Stored data:
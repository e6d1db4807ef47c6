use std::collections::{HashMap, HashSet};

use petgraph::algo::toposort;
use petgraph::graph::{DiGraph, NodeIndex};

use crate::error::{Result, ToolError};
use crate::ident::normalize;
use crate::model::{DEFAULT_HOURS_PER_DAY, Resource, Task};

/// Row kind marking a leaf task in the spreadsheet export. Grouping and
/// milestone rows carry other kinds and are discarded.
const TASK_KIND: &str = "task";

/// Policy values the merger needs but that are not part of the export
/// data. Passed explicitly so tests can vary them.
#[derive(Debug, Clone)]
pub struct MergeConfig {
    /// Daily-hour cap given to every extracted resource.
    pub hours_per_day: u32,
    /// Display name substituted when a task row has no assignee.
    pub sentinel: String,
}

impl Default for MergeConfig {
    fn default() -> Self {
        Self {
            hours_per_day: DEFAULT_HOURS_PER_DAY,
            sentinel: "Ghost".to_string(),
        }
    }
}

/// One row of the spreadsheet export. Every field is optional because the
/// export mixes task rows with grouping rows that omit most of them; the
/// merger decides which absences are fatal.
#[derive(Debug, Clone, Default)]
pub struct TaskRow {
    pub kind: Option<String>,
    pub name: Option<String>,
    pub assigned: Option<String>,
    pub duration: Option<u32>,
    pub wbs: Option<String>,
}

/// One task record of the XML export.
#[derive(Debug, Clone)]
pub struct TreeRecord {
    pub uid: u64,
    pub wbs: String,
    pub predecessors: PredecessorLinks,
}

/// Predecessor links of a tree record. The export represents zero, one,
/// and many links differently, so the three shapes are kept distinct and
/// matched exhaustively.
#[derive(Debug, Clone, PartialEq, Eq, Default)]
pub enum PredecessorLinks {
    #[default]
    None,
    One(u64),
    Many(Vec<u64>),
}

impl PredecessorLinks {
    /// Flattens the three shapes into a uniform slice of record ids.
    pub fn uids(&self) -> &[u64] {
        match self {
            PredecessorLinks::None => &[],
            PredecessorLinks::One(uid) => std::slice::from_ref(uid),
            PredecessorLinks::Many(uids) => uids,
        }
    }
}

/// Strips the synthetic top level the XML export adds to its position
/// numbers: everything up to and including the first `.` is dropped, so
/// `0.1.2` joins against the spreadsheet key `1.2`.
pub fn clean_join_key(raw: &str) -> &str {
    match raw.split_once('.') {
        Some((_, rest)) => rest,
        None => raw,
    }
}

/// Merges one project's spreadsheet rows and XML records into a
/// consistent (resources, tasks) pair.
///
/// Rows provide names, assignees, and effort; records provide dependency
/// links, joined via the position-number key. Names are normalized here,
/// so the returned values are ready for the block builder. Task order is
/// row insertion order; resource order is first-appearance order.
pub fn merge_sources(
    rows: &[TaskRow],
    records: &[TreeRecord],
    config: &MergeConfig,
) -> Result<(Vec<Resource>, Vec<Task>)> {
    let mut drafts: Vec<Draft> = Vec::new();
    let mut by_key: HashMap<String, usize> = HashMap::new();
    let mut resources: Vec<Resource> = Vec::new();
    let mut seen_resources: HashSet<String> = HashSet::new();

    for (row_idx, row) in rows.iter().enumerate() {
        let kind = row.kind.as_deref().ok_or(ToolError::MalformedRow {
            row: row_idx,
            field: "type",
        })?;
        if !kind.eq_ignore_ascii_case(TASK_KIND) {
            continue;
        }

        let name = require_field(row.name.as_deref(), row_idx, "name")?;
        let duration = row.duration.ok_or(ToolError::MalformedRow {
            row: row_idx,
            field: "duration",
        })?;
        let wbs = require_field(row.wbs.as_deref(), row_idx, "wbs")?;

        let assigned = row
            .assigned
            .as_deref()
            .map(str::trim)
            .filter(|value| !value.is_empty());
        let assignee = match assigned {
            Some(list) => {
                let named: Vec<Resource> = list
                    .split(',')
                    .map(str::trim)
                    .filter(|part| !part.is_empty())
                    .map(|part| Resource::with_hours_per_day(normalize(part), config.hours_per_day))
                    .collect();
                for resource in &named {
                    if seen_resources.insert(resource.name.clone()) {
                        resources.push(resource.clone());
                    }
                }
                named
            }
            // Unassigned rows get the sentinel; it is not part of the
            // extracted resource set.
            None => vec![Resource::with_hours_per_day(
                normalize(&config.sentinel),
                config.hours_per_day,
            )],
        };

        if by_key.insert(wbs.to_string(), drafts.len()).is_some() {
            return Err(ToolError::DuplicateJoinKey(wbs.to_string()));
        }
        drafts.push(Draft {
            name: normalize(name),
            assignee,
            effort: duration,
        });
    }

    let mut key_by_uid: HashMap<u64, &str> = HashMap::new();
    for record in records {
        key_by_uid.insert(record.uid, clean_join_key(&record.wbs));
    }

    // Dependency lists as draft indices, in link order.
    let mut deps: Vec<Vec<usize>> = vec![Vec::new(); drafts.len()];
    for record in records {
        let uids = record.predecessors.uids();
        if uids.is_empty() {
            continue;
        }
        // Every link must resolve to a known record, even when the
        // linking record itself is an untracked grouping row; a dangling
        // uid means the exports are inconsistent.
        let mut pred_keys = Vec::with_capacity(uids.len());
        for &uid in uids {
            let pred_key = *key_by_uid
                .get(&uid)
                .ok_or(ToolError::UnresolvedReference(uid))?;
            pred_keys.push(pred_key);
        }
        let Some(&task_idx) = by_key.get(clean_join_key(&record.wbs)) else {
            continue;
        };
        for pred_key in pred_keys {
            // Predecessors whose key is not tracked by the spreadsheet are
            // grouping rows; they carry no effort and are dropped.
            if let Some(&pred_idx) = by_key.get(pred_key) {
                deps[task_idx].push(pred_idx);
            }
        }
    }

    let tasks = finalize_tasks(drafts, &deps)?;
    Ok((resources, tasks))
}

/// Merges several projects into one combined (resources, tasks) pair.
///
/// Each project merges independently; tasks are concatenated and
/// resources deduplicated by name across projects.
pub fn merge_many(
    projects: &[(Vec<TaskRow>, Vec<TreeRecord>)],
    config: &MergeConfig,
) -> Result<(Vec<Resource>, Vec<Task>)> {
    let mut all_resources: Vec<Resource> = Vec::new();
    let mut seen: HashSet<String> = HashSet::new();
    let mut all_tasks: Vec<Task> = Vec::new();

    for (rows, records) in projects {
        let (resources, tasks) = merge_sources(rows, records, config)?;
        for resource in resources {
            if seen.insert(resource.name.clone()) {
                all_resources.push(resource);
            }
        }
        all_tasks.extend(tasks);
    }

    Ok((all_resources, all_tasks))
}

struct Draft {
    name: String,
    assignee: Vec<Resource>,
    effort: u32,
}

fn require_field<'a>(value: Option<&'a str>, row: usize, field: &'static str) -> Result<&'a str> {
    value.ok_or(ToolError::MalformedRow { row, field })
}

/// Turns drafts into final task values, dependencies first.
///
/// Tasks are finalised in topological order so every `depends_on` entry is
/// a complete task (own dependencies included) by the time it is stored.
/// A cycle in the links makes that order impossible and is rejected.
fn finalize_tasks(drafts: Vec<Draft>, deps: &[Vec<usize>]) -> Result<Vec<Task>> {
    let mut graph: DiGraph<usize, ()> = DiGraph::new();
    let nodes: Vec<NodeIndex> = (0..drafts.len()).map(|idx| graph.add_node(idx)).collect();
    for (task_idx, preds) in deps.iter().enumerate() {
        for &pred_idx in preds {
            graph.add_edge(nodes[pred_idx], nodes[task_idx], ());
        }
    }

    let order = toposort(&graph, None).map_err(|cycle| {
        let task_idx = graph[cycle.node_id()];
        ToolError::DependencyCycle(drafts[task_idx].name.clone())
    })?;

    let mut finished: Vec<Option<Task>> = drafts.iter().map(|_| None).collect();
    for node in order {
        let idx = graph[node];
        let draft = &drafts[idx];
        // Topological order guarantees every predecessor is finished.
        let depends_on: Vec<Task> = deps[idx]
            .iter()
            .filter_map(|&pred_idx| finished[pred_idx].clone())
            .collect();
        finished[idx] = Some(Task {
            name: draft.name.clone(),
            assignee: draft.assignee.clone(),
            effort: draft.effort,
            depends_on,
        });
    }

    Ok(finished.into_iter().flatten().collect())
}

...

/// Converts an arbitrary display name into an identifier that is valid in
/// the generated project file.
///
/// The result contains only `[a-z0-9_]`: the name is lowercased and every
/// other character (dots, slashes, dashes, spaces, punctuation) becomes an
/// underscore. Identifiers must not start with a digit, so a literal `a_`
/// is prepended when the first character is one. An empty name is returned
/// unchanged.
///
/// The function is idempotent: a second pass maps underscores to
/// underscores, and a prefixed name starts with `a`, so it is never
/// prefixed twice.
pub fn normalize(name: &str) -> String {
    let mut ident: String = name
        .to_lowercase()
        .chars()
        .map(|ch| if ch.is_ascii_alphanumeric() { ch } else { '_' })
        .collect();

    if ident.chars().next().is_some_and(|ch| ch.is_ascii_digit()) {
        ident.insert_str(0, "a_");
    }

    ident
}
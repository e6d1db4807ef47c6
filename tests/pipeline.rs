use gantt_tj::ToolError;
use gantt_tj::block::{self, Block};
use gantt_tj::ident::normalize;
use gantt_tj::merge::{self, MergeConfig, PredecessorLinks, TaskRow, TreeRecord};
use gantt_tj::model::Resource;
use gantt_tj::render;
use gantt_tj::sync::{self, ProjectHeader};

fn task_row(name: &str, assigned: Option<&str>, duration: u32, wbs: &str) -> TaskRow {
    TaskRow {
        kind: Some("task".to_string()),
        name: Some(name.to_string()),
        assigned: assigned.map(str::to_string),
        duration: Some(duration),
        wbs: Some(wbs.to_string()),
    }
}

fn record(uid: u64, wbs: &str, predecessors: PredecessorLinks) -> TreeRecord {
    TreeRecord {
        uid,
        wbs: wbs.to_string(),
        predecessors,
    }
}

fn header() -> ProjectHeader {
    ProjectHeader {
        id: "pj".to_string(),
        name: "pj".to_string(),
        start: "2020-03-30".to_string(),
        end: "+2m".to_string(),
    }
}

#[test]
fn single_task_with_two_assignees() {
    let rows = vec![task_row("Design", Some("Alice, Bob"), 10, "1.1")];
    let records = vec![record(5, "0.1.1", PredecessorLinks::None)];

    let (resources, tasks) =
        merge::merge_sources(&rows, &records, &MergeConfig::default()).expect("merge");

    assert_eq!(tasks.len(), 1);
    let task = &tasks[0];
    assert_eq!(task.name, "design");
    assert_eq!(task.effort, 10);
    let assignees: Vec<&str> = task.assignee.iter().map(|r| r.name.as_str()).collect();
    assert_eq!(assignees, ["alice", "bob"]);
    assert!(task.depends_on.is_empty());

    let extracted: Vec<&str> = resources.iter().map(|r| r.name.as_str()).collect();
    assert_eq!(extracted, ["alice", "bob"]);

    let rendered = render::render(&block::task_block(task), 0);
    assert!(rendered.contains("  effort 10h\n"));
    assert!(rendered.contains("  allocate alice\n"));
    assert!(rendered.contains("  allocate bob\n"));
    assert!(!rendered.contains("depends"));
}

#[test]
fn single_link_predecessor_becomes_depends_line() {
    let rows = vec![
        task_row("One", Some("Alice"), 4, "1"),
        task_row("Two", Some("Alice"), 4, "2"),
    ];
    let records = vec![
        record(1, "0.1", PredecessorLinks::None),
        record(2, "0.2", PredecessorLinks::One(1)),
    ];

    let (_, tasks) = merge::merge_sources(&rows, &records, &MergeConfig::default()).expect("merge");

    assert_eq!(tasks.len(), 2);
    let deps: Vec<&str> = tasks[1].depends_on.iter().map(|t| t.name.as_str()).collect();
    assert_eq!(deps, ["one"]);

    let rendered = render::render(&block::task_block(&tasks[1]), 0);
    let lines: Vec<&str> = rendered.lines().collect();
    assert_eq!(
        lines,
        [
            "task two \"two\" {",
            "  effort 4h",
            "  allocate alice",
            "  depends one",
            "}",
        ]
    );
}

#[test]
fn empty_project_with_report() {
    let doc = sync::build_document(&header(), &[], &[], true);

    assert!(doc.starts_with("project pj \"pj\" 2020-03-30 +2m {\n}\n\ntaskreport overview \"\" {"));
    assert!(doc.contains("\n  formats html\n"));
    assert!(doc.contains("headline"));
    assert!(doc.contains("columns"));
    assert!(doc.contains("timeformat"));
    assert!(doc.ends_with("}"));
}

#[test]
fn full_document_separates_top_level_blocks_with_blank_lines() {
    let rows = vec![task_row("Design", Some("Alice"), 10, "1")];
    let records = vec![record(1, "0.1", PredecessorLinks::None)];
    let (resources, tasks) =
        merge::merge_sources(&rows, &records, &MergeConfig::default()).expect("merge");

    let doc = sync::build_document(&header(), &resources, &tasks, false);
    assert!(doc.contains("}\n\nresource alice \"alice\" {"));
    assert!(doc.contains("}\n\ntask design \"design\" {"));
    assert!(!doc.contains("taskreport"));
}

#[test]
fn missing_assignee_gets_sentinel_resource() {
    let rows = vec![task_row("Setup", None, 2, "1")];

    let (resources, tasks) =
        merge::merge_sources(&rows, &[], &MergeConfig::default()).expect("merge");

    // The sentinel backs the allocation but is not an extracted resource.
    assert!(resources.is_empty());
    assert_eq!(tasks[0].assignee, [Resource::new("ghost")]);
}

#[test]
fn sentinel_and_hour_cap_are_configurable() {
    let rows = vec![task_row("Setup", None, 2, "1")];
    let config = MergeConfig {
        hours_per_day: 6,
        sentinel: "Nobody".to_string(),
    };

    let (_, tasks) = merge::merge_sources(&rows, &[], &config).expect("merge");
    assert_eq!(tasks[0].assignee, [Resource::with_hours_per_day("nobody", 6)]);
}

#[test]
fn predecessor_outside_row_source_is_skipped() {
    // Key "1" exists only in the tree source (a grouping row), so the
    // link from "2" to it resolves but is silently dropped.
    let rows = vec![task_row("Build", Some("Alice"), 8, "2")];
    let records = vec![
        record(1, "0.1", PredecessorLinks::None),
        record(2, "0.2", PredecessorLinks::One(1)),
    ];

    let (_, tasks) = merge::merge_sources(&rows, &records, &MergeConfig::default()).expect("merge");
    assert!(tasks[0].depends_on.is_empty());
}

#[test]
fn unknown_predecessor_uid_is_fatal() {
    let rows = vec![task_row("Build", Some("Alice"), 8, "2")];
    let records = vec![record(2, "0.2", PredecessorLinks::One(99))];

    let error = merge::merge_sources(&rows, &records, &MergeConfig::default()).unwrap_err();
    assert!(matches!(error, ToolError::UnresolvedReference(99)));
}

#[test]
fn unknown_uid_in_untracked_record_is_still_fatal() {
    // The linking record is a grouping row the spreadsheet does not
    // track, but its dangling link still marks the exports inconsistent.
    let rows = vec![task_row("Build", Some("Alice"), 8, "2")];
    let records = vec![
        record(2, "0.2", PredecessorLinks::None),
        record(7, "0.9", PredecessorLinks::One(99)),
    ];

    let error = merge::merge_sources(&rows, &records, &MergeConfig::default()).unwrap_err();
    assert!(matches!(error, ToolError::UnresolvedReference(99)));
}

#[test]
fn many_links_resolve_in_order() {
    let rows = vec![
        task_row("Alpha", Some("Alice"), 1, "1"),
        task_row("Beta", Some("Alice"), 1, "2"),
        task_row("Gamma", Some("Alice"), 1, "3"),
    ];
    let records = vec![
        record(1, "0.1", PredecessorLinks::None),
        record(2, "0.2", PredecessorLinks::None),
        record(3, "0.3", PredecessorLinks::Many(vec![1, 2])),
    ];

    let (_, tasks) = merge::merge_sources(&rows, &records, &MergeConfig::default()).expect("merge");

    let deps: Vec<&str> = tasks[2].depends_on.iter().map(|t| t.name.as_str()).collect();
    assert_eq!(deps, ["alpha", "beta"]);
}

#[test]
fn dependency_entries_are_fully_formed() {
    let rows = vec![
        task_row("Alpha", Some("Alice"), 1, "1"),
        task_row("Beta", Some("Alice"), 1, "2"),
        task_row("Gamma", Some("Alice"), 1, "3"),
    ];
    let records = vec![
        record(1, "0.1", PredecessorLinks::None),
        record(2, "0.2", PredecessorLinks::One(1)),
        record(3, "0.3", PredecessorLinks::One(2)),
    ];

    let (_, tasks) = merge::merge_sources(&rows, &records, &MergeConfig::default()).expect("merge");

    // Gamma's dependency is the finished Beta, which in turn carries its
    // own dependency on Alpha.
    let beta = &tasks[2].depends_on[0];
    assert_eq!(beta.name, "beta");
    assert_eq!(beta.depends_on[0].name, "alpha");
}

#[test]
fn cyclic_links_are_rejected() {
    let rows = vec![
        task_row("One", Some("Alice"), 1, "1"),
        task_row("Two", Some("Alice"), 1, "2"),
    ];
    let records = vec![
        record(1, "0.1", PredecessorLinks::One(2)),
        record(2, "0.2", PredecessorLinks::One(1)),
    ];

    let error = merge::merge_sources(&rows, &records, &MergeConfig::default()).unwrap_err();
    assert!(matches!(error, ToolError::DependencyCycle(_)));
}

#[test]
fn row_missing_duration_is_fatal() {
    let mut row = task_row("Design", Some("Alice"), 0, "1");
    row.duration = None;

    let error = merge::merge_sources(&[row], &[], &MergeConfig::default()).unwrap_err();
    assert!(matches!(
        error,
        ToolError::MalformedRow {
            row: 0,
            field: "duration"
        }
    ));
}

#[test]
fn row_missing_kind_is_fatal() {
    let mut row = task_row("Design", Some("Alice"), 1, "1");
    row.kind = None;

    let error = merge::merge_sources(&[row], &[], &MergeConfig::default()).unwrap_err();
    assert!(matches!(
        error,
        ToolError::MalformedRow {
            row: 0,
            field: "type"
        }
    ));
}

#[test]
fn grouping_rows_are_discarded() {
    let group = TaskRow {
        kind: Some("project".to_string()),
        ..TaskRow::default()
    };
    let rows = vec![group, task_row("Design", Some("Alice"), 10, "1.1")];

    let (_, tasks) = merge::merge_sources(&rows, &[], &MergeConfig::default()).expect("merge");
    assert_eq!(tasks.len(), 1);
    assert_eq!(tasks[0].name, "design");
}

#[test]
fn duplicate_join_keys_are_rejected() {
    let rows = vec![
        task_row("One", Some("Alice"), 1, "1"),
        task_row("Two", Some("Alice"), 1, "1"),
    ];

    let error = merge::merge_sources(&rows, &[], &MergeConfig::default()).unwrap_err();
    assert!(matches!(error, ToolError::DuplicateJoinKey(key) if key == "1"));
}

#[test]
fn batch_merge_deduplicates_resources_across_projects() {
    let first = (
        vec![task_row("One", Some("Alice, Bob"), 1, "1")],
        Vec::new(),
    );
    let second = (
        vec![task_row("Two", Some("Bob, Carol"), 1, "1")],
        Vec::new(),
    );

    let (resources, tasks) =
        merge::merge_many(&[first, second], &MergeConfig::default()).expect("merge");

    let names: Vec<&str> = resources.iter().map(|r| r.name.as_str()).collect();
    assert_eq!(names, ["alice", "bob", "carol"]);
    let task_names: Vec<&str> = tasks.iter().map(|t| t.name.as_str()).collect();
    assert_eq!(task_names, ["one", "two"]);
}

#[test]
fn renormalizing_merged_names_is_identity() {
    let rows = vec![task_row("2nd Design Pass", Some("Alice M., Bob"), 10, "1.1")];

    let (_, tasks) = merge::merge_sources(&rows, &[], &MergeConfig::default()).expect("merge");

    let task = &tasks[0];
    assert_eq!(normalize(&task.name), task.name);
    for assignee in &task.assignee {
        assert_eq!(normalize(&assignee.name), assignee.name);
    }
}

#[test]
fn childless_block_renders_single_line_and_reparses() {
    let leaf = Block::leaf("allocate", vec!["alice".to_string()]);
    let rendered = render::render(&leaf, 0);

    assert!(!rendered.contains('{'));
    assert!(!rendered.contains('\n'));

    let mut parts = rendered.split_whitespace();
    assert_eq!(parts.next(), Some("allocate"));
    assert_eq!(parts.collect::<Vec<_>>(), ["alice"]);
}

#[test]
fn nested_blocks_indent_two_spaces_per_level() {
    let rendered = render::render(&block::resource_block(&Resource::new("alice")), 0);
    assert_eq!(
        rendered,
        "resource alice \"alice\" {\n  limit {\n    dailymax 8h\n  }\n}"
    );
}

--

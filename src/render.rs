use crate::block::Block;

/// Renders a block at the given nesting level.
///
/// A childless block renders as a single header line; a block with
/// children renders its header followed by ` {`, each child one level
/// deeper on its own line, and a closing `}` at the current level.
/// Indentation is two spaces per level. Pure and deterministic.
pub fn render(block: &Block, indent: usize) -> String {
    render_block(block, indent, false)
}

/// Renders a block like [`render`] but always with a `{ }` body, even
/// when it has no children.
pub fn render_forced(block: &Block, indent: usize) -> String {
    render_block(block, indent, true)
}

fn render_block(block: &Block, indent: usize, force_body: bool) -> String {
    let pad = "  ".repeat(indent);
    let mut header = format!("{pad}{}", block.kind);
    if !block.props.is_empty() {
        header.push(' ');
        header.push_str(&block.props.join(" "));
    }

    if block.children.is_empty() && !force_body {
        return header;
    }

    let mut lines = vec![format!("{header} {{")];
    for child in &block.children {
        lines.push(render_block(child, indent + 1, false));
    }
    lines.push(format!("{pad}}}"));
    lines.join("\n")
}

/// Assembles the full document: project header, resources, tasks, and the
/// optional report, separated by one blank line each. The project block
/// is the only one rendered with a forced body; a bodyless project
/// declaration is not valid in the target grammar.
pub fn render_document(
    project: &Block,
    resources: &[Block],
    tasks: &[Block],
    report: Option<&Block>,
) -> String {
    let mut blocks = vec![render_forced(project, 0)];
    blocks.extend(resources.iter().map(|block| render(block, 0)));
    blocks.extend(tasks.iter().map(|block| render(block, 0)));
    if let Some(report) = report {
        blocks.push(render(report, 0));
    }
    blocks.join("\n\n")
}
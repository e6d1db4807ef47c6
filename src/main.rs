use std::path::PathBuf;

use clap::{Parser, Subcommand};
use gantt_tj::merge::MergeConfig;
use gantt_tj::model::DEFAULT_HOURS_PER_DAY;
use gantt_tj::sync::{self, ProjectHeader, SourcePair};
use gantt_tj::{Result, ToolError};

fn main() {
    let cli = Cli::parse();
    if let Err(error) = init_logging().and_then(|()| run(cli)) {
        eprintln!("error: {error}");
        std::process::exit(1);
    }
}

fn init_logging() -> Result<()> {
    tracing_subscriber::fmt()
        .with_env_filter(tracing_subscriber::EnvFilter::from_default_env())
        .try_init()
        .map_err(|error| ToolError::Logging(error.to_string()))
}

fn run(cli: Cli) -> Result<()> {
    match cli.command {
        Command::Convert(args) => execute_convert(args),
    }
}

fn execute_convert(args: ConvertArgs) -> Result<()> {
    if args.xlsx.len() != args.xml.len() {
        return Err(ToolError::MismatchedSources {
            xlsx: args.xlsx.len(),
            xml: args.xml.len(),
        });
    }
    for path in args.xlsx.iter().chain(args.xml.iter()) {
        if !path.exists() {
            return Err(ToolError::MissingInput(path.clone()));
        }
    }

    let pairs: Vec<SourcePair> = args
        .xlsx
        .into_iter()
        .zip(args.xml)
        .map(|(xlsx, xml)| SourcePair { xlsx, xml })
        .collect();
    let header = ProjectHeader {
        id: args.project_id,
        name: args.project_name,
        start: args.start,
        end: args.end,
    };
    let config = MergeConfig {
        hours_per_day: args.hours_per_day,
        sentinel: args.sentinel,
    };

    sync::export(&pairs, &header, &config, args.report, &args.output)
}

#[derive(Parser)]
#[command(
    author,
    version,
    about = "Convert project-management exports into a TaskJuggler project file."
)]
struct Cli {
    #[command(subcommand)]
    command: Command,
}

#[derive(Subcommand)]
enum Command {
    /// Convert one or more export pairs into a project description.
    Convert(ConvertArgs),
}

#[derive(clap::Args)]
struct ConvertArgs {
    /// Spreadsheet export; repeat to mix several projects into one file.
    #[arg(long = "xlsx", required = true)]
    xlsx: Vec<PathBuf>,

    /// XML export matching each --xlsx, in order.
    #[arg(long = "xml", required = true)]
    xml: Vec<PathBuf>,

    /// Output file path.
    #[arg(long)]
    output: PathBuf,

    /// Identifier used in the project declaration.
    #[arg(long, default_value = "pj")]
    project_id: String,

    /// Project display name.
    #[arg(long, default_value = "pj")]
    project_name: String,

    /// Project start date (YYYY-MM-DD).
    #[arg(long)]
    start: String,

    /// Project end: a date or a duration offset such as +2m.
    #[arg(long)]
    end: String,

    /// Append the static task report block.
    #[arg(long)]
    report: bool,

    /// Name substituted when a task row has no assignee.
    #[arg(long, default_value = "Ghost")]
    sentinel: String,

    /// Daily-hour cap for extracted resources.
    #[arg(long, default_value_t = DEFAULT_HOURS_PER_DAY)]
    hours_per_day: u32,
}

Problem statement: Your answer should be the lines of the material above that include "MalformedRow".

Worked solution:
        let kind = row.kind.as_deref().ok_or(ToolError::MalformedRow {
        let duration = row.duration.ok_or(ToolError::MalformedRow {
    value.ok_or(ToolError::MalformedRow { row, field })
        ToolError::MalformedRow {
        ToolError::MalformedRow {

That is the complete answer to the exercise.